Sheet Pan Pistachio + Herb Crusted Salmon

This genius recipe came my way from a dear friend Alison who’s inventive in the kitchen. After reading an article about the benefit of pistachios on sleep due to their melatonin content, she channeled the Plants First recipe for Coriander + Flax Roasted Eggplant and came up with this wowzer.

Taking time to season fish before baking is a great strategy for making yummy food, and this nutty herb crust is a great example. Omega-3 rich wild salmon is one of the best fish out there because it stays more moist due to the higher fat content, but you could substitute any fish you’d like! I’m a fan of wild seafood in contrast to farmed, which can make it more expensive and harder to find.

I like sheet pan dinners because they make prep and clean up super easy.
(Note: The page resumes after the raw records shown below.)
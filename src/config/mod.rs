//! Configuration system with YAML schema and validation.
//!
//! Implements Poka-Yoke (mistake-proofing) through:
//! - Type-safe configuration structs
//! - Schema validation via `validator`
//! - Runtime semantic validation (positive window and step)
//!
//! A [`RotorConfig`] is built once, validated, and then handed to the
//! engine by value. Nothing in it changes for the lifetime of the engine.

use serde::{Deserialize, Serialize};
use std::path::Path;
use tracing::debug;
use validator::Validate;

use crate::engine::jidoka::JidokaConfig;
use crate::error::{SimError, SimResult};

/// Largest history window, in records, a configuration may ask for.
pub const MAX_HISTORY_CAPACITY: usize = 10_000_000;

/// Top-level simulation configuration.
#[derive(Debug, Clone, Serialize, Deserialize, Validate)]
#[serde(deny_unknown_fields)]
pub struct RotorConfig {
    /// Arm length in metres. Used for rendering only, never by the physics.
    #[validate(range(min = 0.0))]
    #[serde(default = "default_arm_length")]
    pub arm_length: f64,

    /// Width of the retained history window in seconds.
    #[serde(default = "default_window_width")]
    pub window_width: f64,

    /// Macro step (reporting interval) in seconds.
    #[serde(default = "default_dt")]
    pub dt: f64,

    /// Wall-clock cadence hint for the driver, in milliseconds.
    #[validate(range(min = 1))]
    #[serde(default = "default_tick_interval_ms")]
    pub tick_interval_ms: u64,

    /// Adaptive solver settings.
    #[validate(nested)]
    #[serde(default)]
    pub solver: SolverConfig,

    /// Initial conditions applied when the engine is constructed.
    #[serde(default)]
    pub initial: InitialConditions,

    /// Jidoka (anomaly detection) configuration.
    #[serde(default)]
    pub jidoka: JidokaConfig,
}

fn default_arm_length() -> f64 {
    1.0
}

fn default_window_width() -> f64 {
    5.0
}

fn default_dt() -> f64 {
    0.02
}

fn default_tick_interval_ms() -> u64 {
    20
}

impl RotorConfig {
    /// Load configuration from a YAML file.
    ///
    /// # Errors
    ///
    /// Returns error if:
    /// - File cannot be read
    /// - YAML parsing fails
    /// - Validation fails
    pub fn load<P: AsRef<Path>>(path: P) -> SimResult<Self> {
        let content = std::fs::read_to_string(path.as_ref())?;
        debug!(path = %path.as_ref().display(), "loading rotor configuration");
        Self::from_yaml(&content)
    }

    /// Parse configuration from YAML string.
    ///
    /// # Errors
    ///
    /// Returns error if parsing or validation fails.
    pub fn from_yaml(yaml: &str) -> SimResult<Self> {
        let config: Self = serde_yaml::from_str(yaml)?;
        config.check()?;
        Ok(config)
    }

    /// Create a builder for configuration.
    #[must_use]
    pub fn builder() -> RotorConfigBuilder {
        RotorConfigBuilder::default()
    }

    /// Run schema and semantic validation.
    ///
    /// # Errors
    ///
    /// Returns `SimError::Validation` for schema violations and
    /// `SimError::Config` for semantic ones.
    pub fn check(&self) -> SimResult<()> {
        self.validate()?;
        self.validate_semantic()
    }

    /// Validate semantic constraints beyond schema.
    fn validate_semantic(&self) -> SimResult<()> {
        if !self.window_width.is_finite() || self.window_width <= 0.0 {
            return Err(SimError::config(format!(
                "window_width must be positive, got {}",
                self.window_width
            )));
        }
        if !self.dt.is_finite() || self.dt <= 0.0 {
            return Err(SimError::config(format!(
                "dt must be positive, got {}",
                self.dt
            )));
        }
        for (name, value) in [("rtol", self.solver.rtol), ("atol", self.solver.atol)] {
            if !(value.is_finite() && value > 0.0) {
                return Err(SimError::config(format!(
                    "solver {name} must be positive and finite, got {value}"
                )));
            }
        }
        self.history_capacity()?;
        Ok(())
    }

    /// Number of slots in the history ring buffer: `ceil(W / dt) + 2`.
    ///
    /// Ratios within `1e-9` of an integer are snapped first, so that
    /// `5.0 / 0.02` counts as 250 rather than 251.
    ///
    /// # Errors
    ///
    /// Returns `SimError::Config` if the window would exceed
    /// [`MAX_HISTORY_CAPACITY`] records.
    pub fn history_capacity(&self) -> SimResult<usize> {
        let ratio = self.window_width / self.dt;
        let nearest = ratio.round();
        let slots = if (ratio - nearest).abs() < 1e-9 * nearest.max(1.0) {
            nearest
        } else {
            ratio.ceil()
        };
        let too_large = || {
            SimError::config(format!(
                "window_width / dt = {ratio:e} exceeds the history limit of {MAX_HISTORY_CAPACITY} records"
            ))
        };
        if !(0.0..=MAX_HISTORY_CAPACITY as f64).contains(&slots) {
            return Err(too_large());
        }
        (slots as usize)
            .checked_add(2)
            .filter(|&n| n <= MAX_HISTORY_CAPACITY)
            .ok_or_else(too_large)
    }
}

impl Default for RotorConfig {
    fn default() -> Self {
        Self {
            arm_length: default_arm_length(),
            window_width: default_window_width(),
            dt: default_dt(),
            tick_interval_ms: default_tick_interval_ms(),
            solver: SolverConfig::default(),
            initial: InitialConditions::default(),
            jidoka: JidokaConfig::default(),
        }
    }
}

/// Configuration builder for programmatic construction.
#[derive(Debug, Default)]
pub struct RotorConfigBuilder {
    window_width: Option<f64>,
    dt: Option<f64>,
    arm_length: Option<f64>,
    solver: Option<SolverConfig>,
    initial: Option<InitialConditions>,
    jidoka: Option<JidokaConfig>,
}

impl RotorConfigBuilder {
    /// Set the history window width in seconds.
    #[must_use]
    pub const fn window_width(mut self, seconds: f64) -> Self {
        self.window_width = Some(seconds);
        self
    }

    /// Set the macro step in seconds.
    #[must_use]
    pub const fn dt(mut self, dt: f64) -> Self {
        self.dt = Some(dt);
        self
    }

    /// Set the rendering arm length.
    #[must_use]
    pub const fn arm_length(mut self, length: f64) -> Self {
        self.arm_length = Some(length);
        self
    }

    /// Set the solver configuration.
    #[must_use]
    pub const fn solver(mut self, solver: SolverConfig) -> Self {
        self.solver = Some(solver);
        self
    }

    /// Set the initial conditions.
    #[must_use]
    pub const fn initial(mut self, initial: InitialConditions) -> Self {
        self.initial = Some(initial);
        self
    }

    /// Set Jidoka configuration.
    #[must_use]
    #[allow(clippy::missing_const_for_fn)]
    pub fn jidoka(mut self, config: JidokaConfig) -> Self {
        self.jidoka = Some(config);
        self
    }

    /// Build the configuration. Validation happens at engine construction.
    #[must_use]
    pub fn build(self) -> RotorConfig {
        let mut config = RotorConfig::default();

        if let Some(w) = self.window_width {
            config.window_width = w;
        }
        if let Some(dt) = self.dt {
            config.dt = dt;
        }
        if let Some(l) = self.arm_length {
            config.arm_length = l;
        }
        if let Some(solver) = self.solver {
            config.solver = solver;
        }
        if let Some(initial) = self.initial {
            config.initial = initial;
        }
        if let Some(jidoka) = self.jidoka {
            config.jidoka = jidoka;
        }

        config
    }
}

/// Adaptive solver configuration.
#[derive(Debug, Clone, Copy, Serialize, Deserialize, Validate)]
#[serde(deny_unknown_fields)]
pub struct SolverConfig {
    /// Relative error tolerance.
    #[validate(range(min = 0.0, max = 1.0))]
    #[serde(default = "default_rtol")]
    pub rtol: f64,

    /// Absolute error tolerance.
    #[validate(range(min = 0.0, max = 1.0))]
    #[serde(default = "default_atol")]
    pub atol: f64,

    /// Internal substep budget per macro step.
    #[validate(range(min = 1))]
    #[serde(default = "default_max_substeps")]
    pub max_substeps: u32,
}

fn default_rtol() -> f64 {
    1e-7
}

fn default_atol() -> f64 {
    1e-6
}

fn default_max_substeps() -> u32 {
    10_000
}

impl Default for SolverConfig {
    fn default() -> Self {
        Self {
            rtol: default_rtol(),
            atol: default_atol(),
            max_substeps: default_max_substeps(),
        }
    }
}

/// Initial conditions and physical parameters for a reset.
///
/// Ranges are a UI convention (angles in `[-π, π]`, velocities in
/// `[-20, 20]`, `coupling` in `[0, 50]`, `gravity` in `[0, 20]`) and are
/// not enforced here.
#[derive(Debug, Clone, Copy, PartialEq, Serialize, Deserialize)]
#[serde(deny_unknown_fields)]
pub struct InitialConditions {
    /// Angle of rotator 1 (rad).
    pub theta1: f64,
    /// Angular velocity of rotator 1 (rad/s).
    pub omega1: f64,
    /// Angle of rotator 2 (rad).
    pub theta2: f64,
    /// Angular velocity of rotator 2 (rad/s).
    pub omega2: f64,
    /// Coupling strength `J` (N·m).
    pub coupling: f64,
    /// Gravitational acceleration `g` (m/s²).
    pub gravity: f64,
}

impl Default for InitialConditions {
    fn default() -> Self {
        Self {
            theta1: std::f64::consts::PI - 0.001,
            omega1: 0.0,
            theta2: 0.0,
            omega2: 0.0,
            coupling: 2.0,
            gravity: 9.81,
        }
    }
}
After all, who needs dishes after a long day?

Prep time 10 minutes

Cook time 35 minutes

Serves 4

Ingredients

6 cups chopped vegetables for roasting (I like cauliflower, broccoli and butternut squash)

2 tablespoons extra-virgin olive oil 

¼ teaspoon each salt + freshly-grond pepper

Pistachio + Herb Crust

1 finely chopped shallot

2 teaspoons extra-virgin olive oil

1 cup chopped fresh parsley 

1 teaspoon dried dill

Zest of 1 lemon

¼ teaspoon each salt + fresh ground pepper 

1 tablespoon ground flaxseed 

½ cup chopped raw pistachios 

1 pound filet wild salmon or wild arctic char


Directions

  1. Heat oven to 425 F.

  2. Prepare a sheet pan for roasting. Spread out vegetables on the pan and drizzle with olive oil and sprinkle with salt and pepper. Place in the oven to begin roasting, with a total roasting time being about 25-30 minutes.
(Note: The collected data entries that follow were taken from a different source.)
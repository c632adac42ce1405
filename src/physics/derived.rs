//! Quantities derived from each accepted state: energy decomposition and
//! continuous (unwrapped) angles.
//!
//! Both are computed once, when a sample enters the history store, and are
//! never recomputed at read time.

use serde::{Deserialize, Serialize};
use std::f64::consts::{PI, TAU};

use crate::engine::state::{PhysicalParams, RotorState};

/// Energy per unit mass·length², split by rotator.
#[derive(Debug, Clone, Copy, PartialEq, Default, Serialize, Deserialize)]
pub struct EnergyBreakdown {
    /// `½ω1² + g(1 − cos θ1)`.
    pub rotor1: f64,
    /// `½ω2² + g(1 − cos θ2)`.
    pub rotor2: f64,
    /// `rotor1 + rotor2 + J(1 − cos(θ1 − θ2))`.
    pub total: f64,
}

impl EnergyBreakdown {
    /// Closed-form energies for a state. Zero for the resting state.
    #[must_use]
    pub fn of(state: &RotorState, params: &PhysicalParams) -> Self {
        let rotor1 = 0.5 * state.omega1 * state.omega1 + params.gravity * (1.0 - state.theta1.cos());
        let rotor2 = 0.5 * state.omega2 * state.omega2 + params.gravity * (1.0 - state.theta2.cos());
        let coupling = params.coupling * (1.0 - (state.theta1 - state.theta2).cos());
        Self {
            rotor1,
            rotor2,
            total: rotor1 + rotor2 + coupling,
        }
    }

    /// Energy stored in the coupling spring alone.
    #[must_use]
    pub fn coupling(&self) -> f64 {
        self.total - self.rotor1 - self.rotor2
    }

    /// As an `(e1, e2, etotal)` tuple.
    #[must_use]
    pub const fn as_tuple(&self) -> (f64, f64, f64) {
        (self.rotor1, self.rotor2, self.total)
    }
}

/// Wrap an angle into `[-π, π)` via `((x + π) mod 2π) − π`.
#[must_use]
pub fn wrap_angle(x: f64) -> f64 {
    (x + PI).rem_euclid(TAU) - PI
}

/// Running accumulator that turns wrapped angle samples into a continuous
/// trajectory, independently per rotator.
///
/// Each update adds the minimal wrapped increment since the previous
/// sample, so consecutive outputs never differ by more than `π`.
#[derive(Debug, Clone, Copy, PartialEq, Default, Serialize, Deserialize)]
pub struct AngleUnwrapper {
    last: (f64, f64),
    unwrapped: (f64, f64),
}

impl AngleUnwrapper {
    /// Start a new trajectory at the given angles.
    #[must_use]
    pub const fn seeded(theta1: f64, theta2: f64) -> Self {
        Self {
            last: (theta1, theta2),
            unwrapped: (theta1, theta2),
        }
    }

    /// Restart at the given angles, discarding the accumulated turns.
    pub fn seed(&mut self, theta1: f64, theta2: f64) {
        *self = Self::seeded(theta1, theta2);
    }

    /// Feed a new sample and return the updated unwrapped pair.
    pub fn update(&mut self, theta1: f64, theta2: f64) -> (f64, f64) {
        self.unwrapped.0 += wrap_angle(theta1 - self.last.0);
        self.unwrapped.1 += wrap_angle(theta2 - self.last.1);
        self.last = (theta1, theta2);
        self.unwrapped
    }

    /// Current unwrapped pair.
    #[must_use]
    pub const fn unwrapped(&self) -> (f64, f64) {
        self.unwrapped
    }

    /// Last raw sample seen.
    #[must_use]
    pub const fn last(&self) -> (f64, f64) {
        self.last
    }
}
//! Prints the user behind the configured personal access token.
//!
//! Reads settings from `./config` and `WARDEN__CLIENT__*` variables, e.g.
//!
//! ```sh
//! WARDEN__CLIENT__DOMAIN=auth.example.com \
//! WARDEN__CLIENT__PERSONAL_ACCESS_TOKEN=... \
//! cargo run -p warden-client --example whoami
//! ```

use warden_client::proto::auth::v1::GetMyUserRequest;
use warden_client::Client;
use warden_config::SettingsLoader;
use warden_core::{init_tracing, WardenResult};

#[tokio::main]
async fn main() -> WardenResult<()> {
    let loader = SettingsLoader::from_default_location()?;
    let config = loader.get().await;
    init_tracing(&config.telemetry)?;

    let client = Client::from_settings(&config.client).await?;

    match client.auth_service().get_my_user(GetMyUserRequest {}).await {
        Ok(response) => match response.into_inner().user {
            Some(user) => println!("{} ({})", user.preferred_login_name, user.id),
            None => println!("No user returned"),
        },
        Err(status) => eprintln!("GetMyUser failed: {} {}", status.code(), status.message()),
    }

    Ok(())
}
  3. Meanwhile, sauté the shallots in olive oil for a couple of minutes until softened. Then add the rest of the herb crust ingredients and turn off the heat. Spoon these items over the raw fish, lightly drizzling a bit more olive oil over the top. Add the seasoned salmon to the baking sheet when there’s about 10 minutes of time remaining on the roasting vegetables. Roast for an additional 10 to 12 minutes until the flesh is just barely opaque. 

Enjoy!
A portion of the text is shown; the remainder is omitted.